Near Maychew, on March 31, 1936, the conclusive battle of the Italian invasion of Ethiopia was fought. By means of more sophisticated and powerful weaponry and superior numbers, along with modern training, the Italians routed the Ethiopian forces, and six weeks later marched unopposed into the capital, Addis Ababa. The battle of Maychew was despairing for the emperor.

During the Italian occupation, the inhabitants included about 500 local population and 22 Italians. Facilities included telephone service, an infirmary, a gas station, restaurant, and a Tuesday market.

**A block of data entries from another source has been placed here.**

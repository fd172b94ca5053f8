//! Date-time picker: calendar plus hour/minute/second columns
//!
//! The picker owns no timestamp of its own. It reads `value` and reports every
//! edit through `on_change`, so the form field stays the single source.

use chrono::{Local, NaiveDate, NaiveDateTime};
use leptos::prelude::*;
use multiform_core::datetime::{format_timestamp, select_date, select_time_component, TimeUnit};

use super::{Calendar, TimeColumn};

#[component]
pub fn DateTimePicker(
    #[prop(into)] value: Signal<Option<NaiveDateTime>>,
    #[prop(into)] on_change: Callback<NaiveDateTime>,
    /// `id` for the trigger button, so a label can point at it
    #[prop(optional, into)]
    id: Option<String>,
) -> impl IntoView {
    let open = RwSignal::new(false);

    let selected_date = Signal::derive(move || value.get().map(|ts| ts.date()));

    let on_pick = Callback::new(move |date: NaiveDate| {
        on_change.run(select_date(value.get_untracked(), date));
    });

    let on_select = Callback::new(move |(unit, component): (TimeUnit, u32)| {
        let now = Local::now().naive_local();
        match select_time_component(value.get_untracked(), unit, component, now) {
            Ok(next) => on_change.run(next),
            Err(e) => leptos::logging::warn!("time picker: {}", e),
        }
    });

    let label = move || format_timestamp(value.get());

    view! {
        <div class="date-time-picker">
            <button
                type="button"
                id=id
                class=move || {
                    if value.get().is_some() { "picker-trigger" } else { "picker-trigger placeholder" }
                }
                aria-expanded=move || open.get().to_string()
                on:click=move |_| open.update(|o| *o = !*o)
            >
                <span class="picker-icon">"📅"</span>
                <span class="picker-label">{label}</span>
            </button>

            <Show when=move || open.get()>
                <div class="picker-popover">
                    <div class="picker-body">
                        <Calendar selected=selected_date on_pick=on_pick />
                        <div class="time-columns">
                            {TimeUnit::ALL
                                .into_iter()
                                .map(|unit| view! { <TimeColumn unit=unit value=value on_select=on_select /> })
                                .collect_view()}
                        </div>
                    </div>
                    <div class="picker-footer">
                        <button
                            type="button"
                            class="btn btn-primary"
                            on:click=move |_| open.set(false)
                        >
                            "Done"
                        </button>
                    </div>
                </div>
            </Show>
        </div>
    }
}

In the early years of the Ethiopian Civil War, the Derg required that all vehicles travelling north from Maychew be restricted to convoys. By 1980, convoys were deemed necessary to move even the 20 kilometers from Maychew to Mehoni. During the 1984 - 1985 famine in Ethiopia, the commander of the First Division, Colonel Hailu Gebre Yohannis, ordered the theft of food stocks from the NGO World Vision in Maychew to feed his hungry troops. By 8 September 1989, Ethiopian People's Revolutionary Democratic Front forces had captured Maychew and Korem, and afterwards advanced along the main highway southwards.

Between February 1999 and April 2000, SUR Construction built a road segments connecting Maychew with Alamata by way of Mehoni about 68 kilometers in length. A notable landmark in this town is the church Maychew Mikael Bete Kristiyan.

== Demographics ==
The population comprises mainly Tigraians. Amharic is frequently used as trade language. Tigraians are dominantly Orthodox Christians.
Based on the 2007 national census conducted by the Central Statistical Agency of Ethiopia (CSA), this town has a total population of 23,419, of whom 11,024 are men and 12,395 women. 95.28% of the population said they were Orthodox Christians, and 4.24% were Muslim.

The 1994 census reported it had a total population of 19,757 of whom 8,894 were men and 10,863 were women.